- PROMPT -
Find the lines holding the string "copied" in the data, then copy all of them.

- THE DATA -
BEGIN

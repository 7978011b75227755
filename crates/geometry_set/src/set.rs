//! The geometry set container.

use std::collections::BTreeMap;
use std::collections::hash_map::DefaultHasher;
use std::fmt;
use std::hash::{Hash, Hasher};
use std::sync::Arc;

use geometry_math::Bounds;
use tracing::trace;

use crate::component::{GeometryComponent, GeometryComponentKind, TypedComponent};
use crate::handle::ComponentHandle;
use crate::instances::InstancesComponent;
use crate::mesh::Mesh;
use crate::mesh_component::MeshComponent;
use crate::ownership::GeometryOwnership;
use crate::pointcloud::{PointCloud, PointCloudComponent};

/// At most one component per kind, shared between sets until written.
///
/// Cloning a set is cheap: it clones the component handles, not the
/// components. Equality and hashing are by identity: two sets are equal when
/// they hold the same component bodies, regardless of content.
#[derive(Debug, Clone, Default)]
pub struct GeometrySet {
    components: BTreeMap<GeometryComponentKind, ComponentHandle>,
}

impl GeometrySet {
    #[must_use]
    pub fn new() -> Self {
        Self::default()
    }

    /// A set holding only `mesh`.
    #[must_use]
    pub fn create_with_mesh(mesh: impl Into<Arc<Mesh>>, ownership: GeometryOwnership) -> Self {
        let mut set = Self::new();
        set.add(GeometryComponent::Mesh(MeshComponent::with_mesh(mesh, ownership)));
        set
    }

    /// A set holding only `pointcloud`.
    #[must_use]
    pub fn create_with_pointcloud(
        pointcloud: impl Into<Arc<PointCloud>>,
        ownership: GeometryOwnership,
    ) -> Self {
        let mut set = Self::new();
        set.add(GeometryComponent::PointCloud(
            PointCloudComponent::with_pointcloud(pointcloud, ownership),
        ));
        set
    }

    /// Mutable access to the component of `kind`.
    ///
    /// An empty component is created if there is none. A component shared
    /// with other sets is copied first, so the returned reference is never
    /// visible through another set.
    pub fn get_component_for_write(
        &mut self,
        kind: GeometryComponentKind,
    ) -> &mut GeometryComponent {
        self.components
            .entry(kind)
            .or_insert_with(|| ComponentHandle::create(kind))
            .make_mut()
    }

    #[must_use]
    pub fn get_component_for_read(
        &self,
        kind: GeometryComponentKind,
    ) -> Option<&GeometryComponent> {
        self.components.get(&kind).map(ComponentHandle::get)
    }

    /// The shared handle of the component of `kind`, for adding it to
    /// another set.
    #[must_use]
    pub fn component_handle(&self, kind: GeometryComponentKind) -> Option<&ComponentHandle> {
        self.components.get(&kind)
    }

    /// Typed form of [`Self::get_component_for_read`].
    #[must_use]
    pub fn component_for_read<C: TypedComponent>(&self) -> Option<&C> {
        self.get_component_for_read(C::KIND)
            .and_then(C::from_component)
    }

    /// Typed form of [`Self::get_component_for_write`].
    pub fn component_for_write<C: TypedComponent>(&mut self) -> &mut C {
        match C::from_component_mut(self.get_component_for_write(C::KIND)) {
            Some(component) => component,
            None => unreachable!("component stored under the wrong kind"),
        }
    }

    #[must_use]
    pub fn has(&self, kind: GeometryComponentKind) -> bool {
        self.components.contains_key(&kind)
    }

    /// Remove the component of `kind`, giving up this set's share of it.
    pub fn remove(&mut self, kind: GeometryComponentKind) -> Option<ComponentHandle> {
        self.components.remove(&kind)
    }

    /// Insert a component, replacing and releasing any component of the same
    /// kind.
    pub fn add(&mut self, component: impl Into<ComponentHandle>) {
        let handle = component.into();
        let kind = handle.kind();
        trace!(%kind, users = handle.users(), "adding component");
        self.components.insert(kind, handle);
    }

    /// Kinds of the components present, in kind order.
    pub fn component_kinds(&self) -> impl Iterator<Item = GeometryComponentKind> + '_ {
        self.components.keys().copied()
    }

    #[must_use]
    pub fn is_empty(&self) -> bool {
        self.components.is_empty()
    }

    /// Bounds of every mesh vertex and point cloud point, ignoring
    /// instances. `None` if there are no such points.
    #[must_use]
    pub fn compute_boundbox_without_instances(&self) -> Option<Bounds> {
        let mesh_bounds = self.get_mesh_for_read().and_then(Mesh::bounds);
        let point_bounds = self.get_pointcloud_for_read().and_then(PointCloud::bounds);
        match (mesh_bounds, point_bounds) {
            (Some(a), Some(b)) => Some(a.merge(&b)),
            (a, b) => a.or(b),
        }
    }

    /// A hash of which component bodies the set holds. Equal sets hash
    /// equally; content is not inspected.
    #[must_use]
    pub fn identity_hash(&self) -> u64 {
        let mut hasher = DefaultHasher::new();
        self.hash(&mut hasher);
        hasher.finish()
    }

    #[must_use]
    pub fn has_mesh(&self) -> bool {
        self.component_for_read::<MeshComponent>()
            .is_some_and(MeshComponent::has_mesh)
    }

    #[must_use]
    pub fn has_pointcloud(&self) -> bool {
        self.component_for_read::<PointCloudComponent>()
            .is_some_and(PointCloudComponent::has_pointcloud)
    }

    #[must_use]
    pub fn has_instances(&self) -> bool {
        self.component_for_read::<InstancesComponent>()
            .is_some_and(|instances| !instances.is_empty())
    }

    #[must_use]
    pub fn get_mesh_for_read(&self) -> Option<&Mesh> {
        self.component_for_read::<MeshComponent>()?.get_for_read()
    }

    #[must_use]
    pub fn get_pointcloud_for_read(&self) -> Option<&PointCloud> {
        self.component_for_read::<PointCloudComponent>()?
            .get_for_read()
    }

    /// Mutable access to the mesh, creating an empty owned mesh if the set
    /// has none.
    pub fn get_mesh_for_write(&mut self) -> &mut Mesh {
        self.component_for_write::<MeshComponent>()
            .get_or_create_for_write()
    }

    /// Mutable access to the point cloud, creating an empty owned one if the
    /// set has none.
    pub fn get_pointcloud_for_write(&mut self) -> &mut PointCloud {
        self.component_for_write::<PointCloudComponent>()
            .get_or_create_for_write()
    }

    pub fn replace_mesh(&mut self, mesh: impl Into<Arc<Mesh>>, ownership: GeometryOwnership) {
        self.component_for_write::<MeshComponent>()
            .replace(mesh, ownership);
    }

    pub fn replace_pointcloud(
        &mut self,
        pointcloud: impl Into<Arc<PointCloud>>,
        ownership: GeometryOwnership,
    ) {
        self.component_for_write::<PointCloudComponent>()
            .replace(pointcloud, ownership);
    }
}

impl PartialEq for GeometrySet {
    fn eq(&self, other: &Self) -> bool {
        self.components.len() == other.components.len()
            && self
                .components
                .iter()
                .zip(&other.components)
                .all(|((kind_a, a), (kind_b, b))| kind_a == kind_b && a.ptr_eq(b))
    }
}

impl Eq for GeometrySet {}

impl Hash for GeometrySet {
    fn hash<H: Hasher>(&self, state: &mut H) {
        for (kind, handle) in &self.components {
            kind.hash(state);
            std::ptr::hash(handle.as_ptr(), state);
        }
    }
}

impl fmt::Display for GeometrySet {
    fn fmt(&self, f: &mut fmt::Formatter<'_>) -> fmt::Result {
        f.write_str("GeometrySet[")?;
        for (i, kind) in self.component_kinds().enumerate() {
            if i > 0 {
                f.write_str(", ")?;
            }
            write!(f, "{kind}")?;
        }
        f.write_str("]")
    }
}

#[cfg(test)]
mod tests {
    use geometry_math::Vec3;

    use super::*;
    use crate::primitives;

    #[test]
    fn test_empty_set() {
        let set = GeometrySet::new();
        assert!(set.is_empty());
        assert!(!set.has_mesh());
        assert!(set.get_component_for_read(GeometryComponentKind::Mesh).is_none());
        assert!(set.compute_boundbox_without_instances().is_none());
        assert_eq!(set.to_string(), "GeometrySet[]");
    }

    #[test]
    fn test_write_creates_component() {
        let mut set = GeometrySet::new();
        let component = set.get_component_for_write(GeometryComponentKind::Instances);
        assert_eq!(component.kind(), GeometryComponentKind::Instances);
        assert!(set.has(GeometryComponentKind::Instances));
        assert!(!set.has_instances());
    }

    #[test]
    fn test_display_lists_kinds_in_order() {
        let mut set = GeometrySet::create_with_mesh(Mesh::new(), GeometryOwnership::Owned);
        set.get_component_for_write(GeometryComponentKind::Instances);
        assert_eq!(set.to_string(), "GeometrySet[Mesh, Instances]");
    }

    #[test]
    fn test_clones_are_equal_until_written() {
        let set = GeometrySet::create_with_mesh(primitives::cube(1.0), GeometryOwnership::Owned);
        let mut copy = set.clone();
        assert_eq!(set, copy);
        assert_eq!(set.identity_hash(), copy.identity_hash());
        copy.get_mesh_for_write();
        assert_ne!(set, copy);
    }

    #[test]
    fn test_identity_not_content() {
        let a = GeometrySet::create_with_mesh(Mesh::new(), GeometryOwnership::Owned);
        let b = GeometrySet::create_with_mesh(Mesh::new(), GeometryOwnership::Owned);
        assert_ne!(a, b);
        assert_eq!(GeometrySet::new(), GeometrySet::new());
    }

    #[test]
    fn test_add_replaces_same_kind() {
        let mut set =
            GeometrySet::create_with_mesh(primitives::cube(1.0), GeometryOwnership::Owned);
        set.add(GeometryComponent::create(GeometryComponentKind::Mesh));
        assert!(set.has(GeometryComponentKind::Mesh));
        assert!(!set.has_mesh());
    }

    #[test]
    fn test_remove() {
        let mut set =
            GeometrySet::create_with_pointcloud(PointCloud::new(), GeometryOwnership::Owned);
        assert!(set.remove(GeometryComponentKind::PointCloud).is_some());
        assert!(set.remove(GeometryComponentKind::PointCloud).is_none());
        assert!(set.is_empty());
    }

    #[test]
    fn test_boundbox_merges_mesh_and_points() {
        let mut set =
            GeometrySet::create_with_mesh(primitives::cube(2.0), GeometryOwnership::Owned);
        set.replace_pointcloud(
            PointCloud::from_positions([Vec3::new(3.0, 0.0, 0.0)], 0.5),
            GeometryOwnership::Owned,
        );
        let bounds = set.compute_boundbox_without_instances().unwrap();
        assert_eq!(bounds.min, Vec3::splat(-1.0));
        assert_eq!(bounds.max, Vec3::new(3.5, 1.0, 1.0));
    }

    #[test]
    fn test_typed_access() {
        let mut set = GeometrySet::new();
        set.component_for_write::<InstancesComponent>()
            .add_instance(crate::object::InstancedData::None, Default::default());
        assert_eq!(
            set.component_for_read::<InstancesComponent>()
                .map(InstancesComponent::instances_amount),
            Some(1)
        );
        assert!(set.component_for_read::<MeshComponent>().is_none());
    }
}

END

- RESPONSE AREA -
    /// with other sets is copied first, so the returned reference is never
        self.components.keys().copied()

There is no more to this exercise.